• **PROBLEM**
Copy each line exactly, starting with the one that contains "pub const CLA_ISO: u8 = 0x00;" and stopping after the last line of the material below, with nothing else.
━━━━━ RECORDS TO USE ━━━━━
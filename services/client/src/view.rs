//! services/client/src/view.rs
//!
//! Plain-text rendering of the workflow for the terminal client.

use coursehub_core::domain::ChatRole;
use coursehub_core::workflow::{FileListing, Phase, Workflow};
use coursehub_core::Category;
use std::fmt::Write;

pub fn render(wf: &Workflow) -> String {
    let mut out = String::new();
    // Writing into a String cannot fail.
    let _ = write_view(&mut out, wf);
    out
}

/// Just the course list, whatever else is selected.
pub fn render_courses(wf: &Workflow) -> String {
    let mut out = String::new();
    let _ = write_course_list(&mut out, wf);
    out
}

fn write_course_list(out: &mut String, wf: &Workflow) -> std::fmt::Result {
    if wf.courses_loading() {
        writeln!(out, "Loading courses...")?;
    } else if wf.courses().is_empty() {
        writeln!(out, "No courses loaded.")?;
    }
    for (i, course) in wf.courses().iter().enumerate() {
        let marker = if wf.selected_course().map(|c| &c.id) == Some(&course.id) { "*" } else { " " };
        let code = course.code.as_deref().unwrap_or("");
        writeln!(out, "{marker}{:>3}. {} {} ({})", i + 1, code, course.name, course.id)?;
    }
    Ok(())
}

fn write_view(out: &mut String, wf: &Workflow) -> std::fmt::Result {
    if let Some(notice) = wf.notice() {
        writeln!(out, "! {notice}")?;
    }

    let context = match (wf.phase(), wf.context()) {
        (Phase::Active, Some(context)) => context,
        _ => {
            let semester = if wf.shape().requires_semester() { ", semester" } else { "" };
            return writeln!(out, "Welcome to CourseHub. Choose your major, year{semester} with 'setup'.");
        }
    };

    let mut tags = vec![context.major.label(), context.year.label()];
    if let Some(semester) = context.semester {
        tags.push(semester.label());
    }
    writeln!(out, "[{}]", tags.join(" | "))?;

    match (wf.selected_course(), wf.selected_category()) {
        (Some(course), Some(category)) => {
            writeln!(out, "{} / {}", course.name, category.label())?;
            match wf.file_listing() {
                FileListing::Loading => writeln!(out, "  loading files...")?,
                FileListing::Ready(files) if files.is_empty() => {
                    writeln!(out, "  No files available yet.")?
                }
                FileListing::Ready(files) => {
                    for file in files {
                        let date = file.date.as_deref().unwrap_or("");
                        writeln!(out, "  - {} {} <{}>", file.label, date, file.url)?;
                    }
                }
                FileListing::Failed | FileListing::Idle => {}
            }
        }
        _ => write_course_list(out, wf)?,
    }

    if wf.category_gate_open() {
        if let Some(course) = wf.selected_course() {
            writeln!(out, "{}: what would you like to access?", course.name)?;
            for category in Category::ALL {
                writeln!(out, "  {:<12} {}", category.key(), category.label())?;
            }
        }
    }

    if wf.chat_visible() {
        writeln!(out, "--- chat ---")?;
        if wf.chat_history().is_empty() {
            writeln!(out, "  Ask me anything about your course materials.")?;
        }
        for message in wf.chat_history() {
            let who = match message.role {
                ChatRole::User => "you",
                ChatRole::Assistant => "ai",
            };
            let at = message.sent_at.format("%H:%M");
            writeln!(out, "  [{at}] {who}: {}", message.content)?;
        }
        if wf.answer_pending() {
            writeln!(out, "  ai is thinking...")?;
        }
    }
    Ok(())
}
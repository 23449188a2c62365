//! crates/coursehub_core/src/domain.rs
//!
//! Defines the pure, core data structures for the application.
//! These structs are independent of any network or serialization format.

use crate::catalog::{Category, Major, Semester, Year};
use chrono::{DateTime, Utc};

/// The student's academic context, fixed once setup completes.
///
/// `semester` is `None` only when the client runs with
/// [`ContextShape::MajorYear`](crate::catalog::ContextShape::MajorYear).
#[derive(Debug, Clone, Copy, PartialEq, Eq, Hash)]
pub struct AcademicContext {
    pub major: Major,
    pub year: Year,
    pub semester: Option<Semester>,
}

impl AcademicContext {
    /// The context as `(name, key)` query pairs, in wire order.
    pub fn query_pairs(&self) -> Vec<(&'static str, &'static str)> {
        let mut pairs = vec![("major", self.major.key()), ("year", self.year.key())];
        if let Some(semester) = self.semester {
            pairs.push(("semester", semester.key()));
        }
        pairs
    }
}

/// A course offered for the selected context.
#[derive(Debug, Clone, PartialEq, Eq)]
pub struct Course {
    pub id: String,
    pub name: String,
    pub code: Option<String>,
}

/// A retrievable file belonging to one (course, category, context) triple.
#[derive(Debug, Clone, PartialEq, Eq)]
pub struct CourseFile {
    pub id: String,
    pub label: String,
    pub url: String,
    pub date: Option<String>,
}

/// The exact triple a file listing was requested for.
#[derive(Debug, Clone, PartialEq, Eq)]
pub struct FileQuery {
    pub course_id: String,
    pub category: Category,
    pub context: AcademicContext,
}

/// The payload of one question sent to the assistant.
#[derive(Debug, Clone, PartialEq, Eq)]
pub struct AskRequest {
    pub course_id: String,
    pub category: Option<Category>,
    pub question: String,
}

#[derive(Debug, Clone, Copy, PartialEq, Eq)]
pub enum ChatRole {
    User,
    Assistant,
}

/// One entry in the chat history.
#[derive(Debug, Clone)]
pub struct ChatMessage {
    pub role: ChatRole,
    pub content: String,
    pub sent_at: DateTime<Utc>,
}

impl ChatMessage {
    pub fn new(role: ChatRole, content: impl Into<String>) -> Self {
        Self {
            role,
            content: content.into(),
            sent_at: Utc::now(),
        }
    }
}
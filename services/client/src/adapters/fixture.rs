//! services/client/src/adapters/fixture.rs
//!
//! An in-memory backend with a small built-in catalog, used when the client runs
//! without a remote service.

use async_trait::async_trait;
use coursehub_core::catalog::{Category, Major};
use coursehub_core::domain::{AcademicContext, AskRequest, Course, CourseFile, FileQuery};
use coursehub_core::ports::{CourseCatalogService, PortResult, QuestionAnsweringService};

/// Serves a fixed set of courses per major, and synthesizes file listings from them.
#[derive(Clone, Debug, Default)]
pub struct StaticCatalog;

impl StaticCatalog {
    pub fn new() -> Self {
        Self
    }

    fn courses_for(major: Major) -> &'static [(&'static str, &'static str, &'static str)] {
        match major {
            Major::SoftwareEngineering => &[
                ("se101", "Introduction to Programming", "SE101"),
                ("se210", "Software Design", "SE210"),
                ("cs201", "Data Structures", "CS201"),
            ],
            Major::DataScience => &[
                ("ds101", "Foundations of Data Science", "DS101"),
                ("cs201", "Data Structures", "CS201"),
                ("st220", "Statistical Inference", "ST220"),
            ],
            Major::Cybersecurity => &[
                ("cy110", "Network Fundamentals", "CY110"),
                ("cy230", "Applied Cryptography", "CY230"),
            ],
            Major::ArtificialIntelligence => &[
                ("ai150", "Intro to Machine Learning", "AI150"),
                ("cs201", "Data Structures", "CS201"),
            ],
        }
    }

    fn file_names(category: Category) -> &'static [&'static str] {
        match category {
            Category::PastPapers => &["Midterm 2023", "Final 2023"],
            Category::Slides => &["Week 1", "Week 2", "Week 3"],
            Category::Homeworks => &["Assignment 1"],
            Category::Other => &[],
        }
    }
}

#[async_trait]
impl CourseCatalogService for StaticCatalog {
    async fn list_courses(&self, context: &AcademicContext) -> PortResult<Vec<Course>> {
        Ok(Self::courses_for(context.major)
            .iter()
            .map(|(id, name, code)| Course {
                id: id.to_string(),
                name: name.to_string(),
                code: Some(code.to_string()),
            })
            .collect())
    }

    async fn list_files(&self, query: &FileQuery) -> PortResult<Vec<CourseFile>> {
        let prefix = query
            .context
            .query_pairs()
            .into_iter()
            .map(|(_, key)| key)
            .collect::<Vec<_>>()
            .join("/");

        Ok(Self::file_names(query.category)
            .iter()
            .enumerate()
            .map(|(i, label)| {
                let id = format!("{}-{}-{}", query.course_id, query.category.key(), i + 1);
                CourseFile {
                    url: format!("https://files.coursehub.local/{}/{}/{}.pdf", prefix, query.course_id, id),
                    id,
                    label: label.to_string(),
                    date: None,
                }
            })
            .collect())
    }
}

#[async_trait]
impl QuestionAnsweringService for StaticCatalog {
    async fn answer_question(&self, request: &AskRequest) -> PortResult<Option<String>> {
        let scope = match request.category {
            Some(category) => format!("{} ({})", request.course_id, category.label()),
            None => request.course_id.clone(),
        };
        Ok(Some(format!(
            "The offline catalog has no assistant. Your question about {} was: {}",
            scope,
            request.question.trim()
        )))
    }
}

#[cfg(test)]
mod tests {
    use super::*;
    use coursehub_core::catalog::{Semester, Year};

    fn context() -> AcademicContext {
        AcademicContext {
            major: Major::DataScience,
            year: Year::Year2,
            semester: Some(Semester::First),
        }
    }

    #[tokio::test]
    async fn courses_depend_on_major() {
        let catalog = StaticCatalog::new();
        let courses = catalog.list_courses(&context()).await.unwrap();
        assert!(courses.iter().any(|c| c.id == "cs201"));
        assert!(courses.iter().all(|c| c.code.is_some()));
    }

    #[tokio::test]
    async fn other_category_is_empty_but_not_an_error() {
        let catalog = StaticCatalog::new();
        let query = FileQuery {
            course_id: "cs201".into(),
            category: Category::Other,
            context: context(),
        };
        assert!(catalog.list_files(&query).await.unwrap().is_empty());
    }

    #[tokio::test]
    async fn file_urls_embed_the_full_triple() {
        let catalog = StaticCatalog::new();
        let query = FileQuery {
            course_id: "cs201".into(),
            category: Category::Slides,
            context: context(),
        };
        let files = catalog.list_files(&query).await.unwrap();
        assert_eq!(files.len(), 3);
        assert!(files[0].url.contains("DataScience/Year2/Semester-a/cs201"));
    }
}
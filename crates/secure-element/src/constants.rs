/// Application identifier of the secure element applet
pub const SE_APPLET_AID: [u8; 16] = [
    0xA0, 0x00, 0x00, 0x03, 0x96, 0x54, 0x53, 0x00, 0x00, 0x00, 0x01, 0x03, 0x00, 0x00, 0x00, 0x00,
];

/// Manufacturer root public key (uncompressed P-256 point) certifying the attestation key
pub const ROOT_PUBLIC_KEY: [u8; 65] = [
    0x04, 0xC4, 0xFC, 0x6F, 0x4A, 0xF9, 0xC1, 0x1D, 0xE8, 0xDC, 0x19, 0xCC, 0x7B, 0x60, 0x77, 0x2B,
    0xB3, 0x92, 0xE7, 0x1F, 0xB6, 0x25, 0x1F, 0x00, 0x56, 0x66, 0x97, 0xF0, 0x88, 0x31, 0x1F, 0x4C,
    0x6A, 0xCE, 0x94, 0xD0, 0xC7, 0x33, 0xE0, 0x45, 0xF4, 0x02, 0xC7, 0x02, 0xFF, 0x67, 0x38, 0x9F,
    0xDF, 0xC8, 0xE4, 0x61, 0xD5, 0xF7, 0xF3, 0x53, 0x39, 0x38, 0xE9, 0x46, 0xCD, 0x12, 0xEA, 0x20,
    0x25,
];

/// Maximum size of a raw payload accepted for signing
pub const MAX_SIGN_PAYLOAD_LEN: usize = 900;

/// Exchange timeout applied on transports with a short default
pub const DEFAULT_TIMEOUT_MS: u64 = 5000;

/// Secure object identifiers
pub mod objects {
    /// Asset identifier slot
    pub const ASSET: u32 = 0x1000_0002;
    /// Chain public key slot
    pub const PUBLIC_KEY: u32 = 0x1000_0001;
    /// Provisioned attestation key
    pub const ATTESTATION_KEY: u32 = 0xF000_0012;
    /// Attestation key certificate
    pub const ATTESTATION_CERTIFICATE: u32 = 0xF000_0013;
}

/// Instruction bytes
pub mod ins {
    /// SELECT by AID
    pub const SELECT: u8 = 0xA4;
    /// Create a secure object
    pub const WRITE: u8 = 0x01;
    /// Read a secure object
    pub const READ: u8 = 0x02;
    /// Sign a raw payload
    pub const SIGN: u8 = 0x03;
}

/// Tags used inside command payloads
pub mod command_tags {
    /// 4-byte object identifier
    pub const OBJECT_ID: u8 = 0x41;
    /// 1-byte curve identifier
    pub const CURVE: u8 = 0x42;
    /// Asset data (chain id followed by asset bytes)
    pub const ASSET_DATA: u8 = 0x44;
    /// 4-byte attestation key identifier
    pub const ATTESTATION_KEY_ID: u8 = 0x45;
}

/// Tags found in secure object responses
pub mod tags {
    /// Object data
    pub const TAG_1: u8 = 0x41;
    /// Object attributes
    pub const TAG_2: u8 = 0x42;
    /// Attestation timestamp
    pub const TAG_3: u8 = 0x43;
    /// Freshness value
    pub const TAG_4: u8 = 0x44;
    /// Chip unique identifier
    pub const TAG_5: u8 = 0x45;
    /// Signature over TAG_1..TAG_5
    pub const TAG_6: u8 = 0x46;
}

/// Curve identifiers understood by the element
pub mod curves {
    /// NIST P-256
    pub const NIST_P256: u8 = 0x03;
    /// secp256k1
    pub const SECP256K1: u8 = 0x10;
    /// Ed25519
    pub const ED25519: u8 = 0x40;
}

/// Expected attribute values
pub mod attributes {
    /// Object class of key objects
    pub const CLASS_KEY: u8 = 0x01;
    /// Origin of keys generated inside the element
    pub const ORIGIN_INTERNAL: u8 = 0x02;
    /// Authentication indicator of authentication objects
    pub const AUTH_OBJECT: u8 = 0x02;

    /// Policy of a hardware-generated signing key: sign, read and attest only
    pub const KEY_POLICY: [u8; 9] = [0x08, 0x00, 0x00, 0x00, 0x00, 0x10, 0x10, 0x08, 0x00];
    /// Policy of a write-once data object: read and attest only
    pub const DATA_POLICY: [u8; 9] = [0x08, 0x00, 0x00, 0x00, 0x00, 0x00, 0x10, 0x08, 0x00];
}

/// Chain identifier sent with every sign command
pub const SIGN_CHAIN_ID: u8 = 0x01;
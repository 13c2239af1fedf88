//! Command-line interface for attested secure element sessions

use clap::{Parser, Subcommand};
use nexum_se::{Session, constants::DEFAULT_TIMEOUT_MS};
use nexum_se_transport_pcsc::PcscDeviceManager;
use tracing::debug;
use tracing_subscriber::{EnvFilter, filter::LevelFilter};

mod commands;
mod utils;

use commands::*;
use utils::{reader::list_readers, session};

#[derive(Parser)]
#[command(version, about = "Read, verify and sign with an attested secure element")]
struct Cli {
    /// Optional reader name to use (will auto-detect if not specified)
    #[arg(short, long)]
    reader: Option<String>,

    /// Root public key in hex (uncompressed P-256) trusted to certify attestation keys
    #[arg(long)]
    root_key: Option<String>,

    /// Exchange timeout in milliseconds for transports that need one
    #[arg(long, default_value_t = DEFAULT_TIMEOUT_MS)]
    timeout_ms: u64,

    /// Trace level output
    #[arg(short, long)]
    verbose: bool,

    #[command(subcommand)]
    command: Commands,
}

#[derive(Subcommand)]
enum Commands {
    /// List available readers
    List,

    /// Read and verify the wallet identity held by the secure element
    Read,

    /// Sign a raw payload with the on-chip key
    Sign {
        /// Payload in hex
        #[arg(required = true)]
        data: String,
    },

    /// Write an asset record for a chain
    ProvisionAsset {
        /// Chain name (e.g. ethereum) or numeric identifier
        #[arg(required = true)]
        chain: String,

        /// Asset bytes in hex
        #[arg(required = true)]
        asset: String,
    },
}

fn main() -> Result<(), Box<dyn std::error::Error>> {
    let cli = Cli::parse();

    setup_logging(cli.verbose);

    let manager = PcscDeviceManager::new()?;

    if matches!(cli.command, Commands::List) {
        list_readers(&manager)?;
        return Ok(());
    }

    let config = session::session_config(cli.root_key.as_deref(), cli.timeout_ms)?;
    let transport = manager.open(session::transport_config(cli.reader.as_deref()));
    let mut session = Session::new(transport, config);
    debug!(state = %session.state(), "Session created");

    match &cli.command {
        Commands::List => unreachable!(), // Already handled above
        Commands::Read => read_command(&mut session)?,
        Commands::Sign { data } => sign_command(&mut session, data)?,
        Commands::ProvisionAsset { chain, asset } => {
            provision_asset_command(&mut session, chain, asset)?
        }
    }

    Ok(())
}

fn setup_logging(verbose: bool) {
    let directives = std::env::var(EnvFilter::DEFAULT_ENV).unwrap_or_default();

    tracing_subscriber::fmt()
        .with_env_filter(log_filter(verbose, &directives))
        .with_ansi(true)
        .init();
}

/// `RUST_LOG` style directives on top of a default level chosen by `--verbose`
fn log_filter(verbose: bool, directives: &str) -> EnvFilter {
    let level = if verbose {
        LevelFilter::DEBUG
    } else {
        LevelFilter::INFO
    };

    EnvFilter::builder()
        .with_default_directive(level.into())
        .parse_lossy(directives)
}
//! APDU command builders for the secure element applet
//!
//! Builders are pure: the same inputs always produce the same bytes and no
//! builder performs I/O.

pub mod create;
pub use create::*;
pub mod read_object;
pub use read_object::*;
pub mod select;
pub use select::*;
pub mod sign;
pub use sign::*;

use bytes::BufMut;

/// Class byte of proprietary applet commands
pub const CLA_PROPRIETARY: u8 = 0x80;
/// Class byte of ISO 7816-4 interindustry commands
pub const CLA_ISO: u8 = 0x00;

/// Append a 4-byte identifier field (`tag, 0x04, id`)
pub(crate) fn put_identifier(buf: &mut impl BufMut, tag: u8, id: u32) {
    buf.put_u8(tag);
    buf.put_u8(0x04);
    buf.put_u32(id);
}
━━━━━
• **SOLUTION FOR THIS EXERCISE**
pub const CLA_ISO: u8 = 0x00;

/// Append a 4-byte identifier field (`tag, 0x04, id`)
pub(crate) fn put_identifier(buf: &mut impl BufMut, tag: u8, id: u32) {
    buf.put_u8(tag);
    buf.put_u8(0x04);
    buf.put_u32(id);
}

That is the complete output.